RECORDS FOR THE TASK
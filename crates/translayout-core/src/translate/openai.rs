use async_trait::async_trait;
use reqwest::Client;
use serde::{Deserialize, Serialize};
use std::time::Duration;
use tracing::{debug, error, warn};

use super::backend::TranslationBackend;
use crate::config::{Lang, TranslatorConfig};
use crate::error::{Error, Result};

/// OpenAI-compatible API translator
/// Works with: llama.cpp server, Ollama, DeepSeek, OpenAI, etc.
///
/// Batch requests send one numbered segment per line and expect the model
/// to answer with the same numbering; a count mismatch is reported as an
/// invalid response so the caller can degrade to per-item calls.
pub struct OpenAiTranslator {
    client: Client,
    /// Base URL for the API (e.g., "http://localhost:8080/v1")
    pub api_base: String,
    /// Optional API key for authentication
    pub api_key: Option<String>,
    /// Model identifier
    pub model: String,
    /// Number of retry attempts
    pub retry_count: u32,
    /// Delay between retries in milliseconds
    pub retry_delay_ms: u64,
}

#[derive(Debug, Serialize)]
struct ChatRequest {
    model: String,
    messages: Vec<Message>,
    #[serde(skip_serializing_if = "Option::is_none")]
    temperature: Option<f32>,
}

#[derive(Debug, Serialize)]
struct Message {
    role: String,
    content: String,
}

#[derive(Debug, Deserialize)]
struct ChatResponse {
    choices: Vec<Choice>,
}

#[derive(Debug, Deserialize)]
struct Choice {
    message: ResponseMessage,
}

#[derive(Debug, Deserialize)]
struct ResponseMessage {
    content: String,
}

impl OpenAiTranslator {
    /// Create a translator from configuration.
    ///
    /// # Panics
    /// Panics if the HTTP client cannot be created, which should only happen
    /// in extreme circumstances (e.g., TLS backend unavailable on the system).
    #[allow(clippy::expect_used)]
    pub fn new(config: &TranslatorConfig) -> Self {
        let client = Client::builder()
            .timeout(Duration::from_secs(60))
            .build()
            .expect("Failed to create HTTP client");

        Self {
            client,
            api_base: config.api_base.clone(),
            api_key: config.api_key.clone(),
            model: config.model.clone(),
            retry_count: config.retry_count,
            retry_delay_ms: config.retry_delay_ms,
        }
    }

    fn single_prompt(text: &str, source: &Lang, target: &Lang) -> String {
        format!(
            "Translate the following text from {} into {}. Output only the translation, no explanations.\n\nText: \"{}\"",
            language_name(source),
            language_name(target),
            text
        )
    }

    fn batch_prompt(texts: &[String], source: &Lang, target: &Lang) -> String {
        use std::fmt::Write;

        let mut prompt = format!(
            "Translate the following {} numbered segments from {} into {}. \
             Answer with exactly one numbered line per segment, keeping the numbering. \
             Output only the translations.\n\n",
            texts.len(),
            language_name(source),
            language_name(target),
        );
        for (i, text) in texts.iter().enumerate() {
            let _ = writeln!(prompt, "{}. {}", i + 1, text.replace('\n', " "));
        }
        prompt
    }

    /// Parse a numbered-line response back into one translation per segment.
    fn parse_batch_response(content: &str, expected: usize) -> Result<Vec<String>> {
        let mut results = Vec::with_capacity(expected);

        for line in content.lines() {
            let line = line.trim();
            if line.is_empty() {
                continue;
            }
            // Accept "1. text", "1) text" or "1: text"
            let stripped = line
                .split_once(['.', ')', ':'])
                .filter(|(num, _)| num.chars().all(|c| c.is_ascii_digit()) && !num.is_empty())
                .map(|(_, rest)| rest.trim());

            match stripped {
                Some(text) => results.push(text.to_string()),
                // Continuation of the previous segment
                None => {
                    if let Some(last) = results.last_mut() {
                        last.push(' ');
                        last.push_str(line);
                    }
                }
            }
        }

        if results.len() == expected {
            Ok(results)
        } else {
            Err(Error::TranslationInvalidResponse(format!(
                "expected {expected} segments, got {}",
                results.len()
            )))
        }
    }

    /// Make API request with retry logic
    async fn request_with_retry(&self, prompt: String) -> Result<String> {
        let url = format!("{}/chat/completions", self.api_base.trim_end_matches('/'));

        let request = ChatRequest {
            model: self.model.clone(),
            messages: vec![Message {
                role: "user".to_string(),
                content: prompt,
            }],
            // Lower temperature for more consistent translations
            temperature: Some(0.3),
        };

        let mut last_error = None;

        for attempt in 0..self.retry_count {
            debug!(
                "Translation request attempt {}/{} to {}",
                attempt + 1,
                self.retry_count,
                url
            );

            let mut req = self.client.post(&url).json(&request);

            if let Some(ref key) = self.api_key {
                req = req.header("Authorization", format!("Bearer {key}"));
            }

            match req.send().await {
                Ok(response) => {
                    if response.status().is_success() {
                        match response.json::<ChatResponse>().await {
                            Ok(chat_response) => {
                                if let Some(choice) = chat_response.choices.first() {
                                    let translated = choice.message.content.trim();
                                    // Remove quotes if the model wrapped the response
                                    let translated = translated
                                        .trim_start_matches('"')
                                        .trim_end_matches('"')
                                        .to_string();
                                    return Ok(translated);
                                }
                                last_error = Some(Error::TranslationInvalidResponse(
                                    "No choices in response".to_string(),
                                ));
                            }
                            Err(e) => {
                                warn!("Failed to parse response: {}", e);
                                last_error = Some(Error::TranslationInvalidResponse(e.to_string()));
                            }
                        }
                    } else if response.status().as_u16() == 429 {
                        let retry_after = response
                            .headers()
                            .get("retry-after")
                            .and_then(|v| v.to_str().ok())
                            .and_then(|v| v.parse().ok());

                        warn!("Rate limited, retry after {:?}s", retry_after);
                        last_error = Some(Error::TranslationRateLimited { retry_after });

                        // Wait longer on rate limit
                        let wait_time = retry_after.unwrap_or(5) * 1000;
                        tokio::time::sleep(Duration::from_millis(wait_time)).await;
                        continue;
                    } else {
                        let status = response.status();
                        let body = response.text().await.unwrap_or_default();
                        warn!("API error: {} - {}", status, body);
                        last_error =
                            Some(Error::TranslationRequest(format!("HTTP {status}: {body}")));
                    }
                }
                Err(e) => {
                    warn!("Request failed: {}", e);
                    if e.is_timeout() {
                        last_error = Some(Error::TranslationTimeout);
                    } else {
                        last_error = Some(Error::TranslationRequest(e.to_string()));
                    }
                }
            }

            if attempt < self.retry_count - 1 {
                tokio::time::sleep(Duration::from_millis(self.retry_delay_ms)).await;
            }
        }

        error!("Translation failed after {} attempts", self.retry_count);
        Err(last_error.unwrap_or(Error::TranslationMaxRetriesExceeded))
    }
}

#[async_trait]
impl TranslationBackend for OpenAiTranslator {
    fn name(&self) -> &'static str {
        "OpenAI Compatible"
    }

    async fn translate_batch(
        &self,
        texts: &[String],
        source: &Lang,
        target: &Lang,
    ) -> Result<Vec<String>> {
        if texts.is_empty() {
            return Ok(Vec::new());
        }

        let prompt = Self::batch_prompt(texts, source, target);
        let content = self.request_with_retry(prompt).await?;
        Self::parse_batch_response(&content, texts.len())
    }

    async fn translate(&self, text: &str, source: &Lang, target: &Lang) -> Result<String> {
        if text.trim().is_empty() {
            return Ok(text.to_string());
        }

        self.request_with_retry(Self::single_prompt(text, source, target))
            .await
    }
}

/// Convert language code to human-readable name for prompts
fn language_name(lang: &Lang) -> &'static str {
    match lang.as_str() {
        "en" => "English",
        "zh" | "zh-CN" => "Simplified Chinese",
        "zh-TW" => "Traditional Chinese",
        "ja" => "Japanese",
        "ko" => "Korean",
        "es" => "Spanish",
        "fr" => "French",
        "de" => "German",
        "it" => "Italian",
        "pt" => "Portuguese",
        "ru" => "Russian",
        "ar" => "Arabic",
        "hi" => "Hindi",
        "th" => "Thai",
        "vi" => "Vietnamese",
        // For unknown languages, the LLM should still understand most ISO codes
        _ => "the specified language",
    }
}

#[cfg(test)]
#[allow(clippy::unwrap_used)]
mod tests {
    use super::*;

    #[test]
    fn test_language_name() {
        assert_eq!(language_name(&Lang::new("en")), "English");
        assert_eq!(language_name(&Lang::new("hi")), "Hindi");
        assert_eq!(
            language_name(&Lang::new("unknown")),
            "the specified language"
        );
    }

    #[test]
    fn test_parse_batch_response() {
        let content = "1. Hola\n2. Mundo\n3. Adios";
        let parsed = OpenAiTranslator::parse_batch_response(content, 3).unwrap();
        assert_eq!(parsed, vec!["Hola", "Mundo", "Adios"]);
    }

    #[test]
    fn test_parse_batch_response_with_continuation() {
        let content = "1. Primera linea\nque continua\n2. Segunda";
        let parsed = OpenAiTranslator::parse_batch_response(content, 2).unwrap();
        assert_eq!(parsed[0], "Primera linea que continua");
        assert_eq!(parsed[1], "Segunda");
    }

    #[test]
    fn test_parse_batch_response_count_mismatch() {
        let content = "1. only one";
        assert!(OpenAiTranslator::parse_batch_response(content, 3).is_err());
    }

    #[test]
    fn test_batch_prompt_numbers_segments() {
        let texts = vec!["hello".to_string(), "world".to_string()];
        let prompt =
            OpenAiTranslator::batch_prompt(&texts, &Lang::new("en"), &Lang::new("hi"));
        assert!(prompt.contains("1. hello"));
        assert!(prompt.contains("2. world"));
        assert!(prompt.contains("Hindi"));
    }
}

EXERCISE REQUIREMENTS
Search the data above for the word "temperature" and report how many lines contain it, with nothing further.

OUTPUT OF THE TASK
3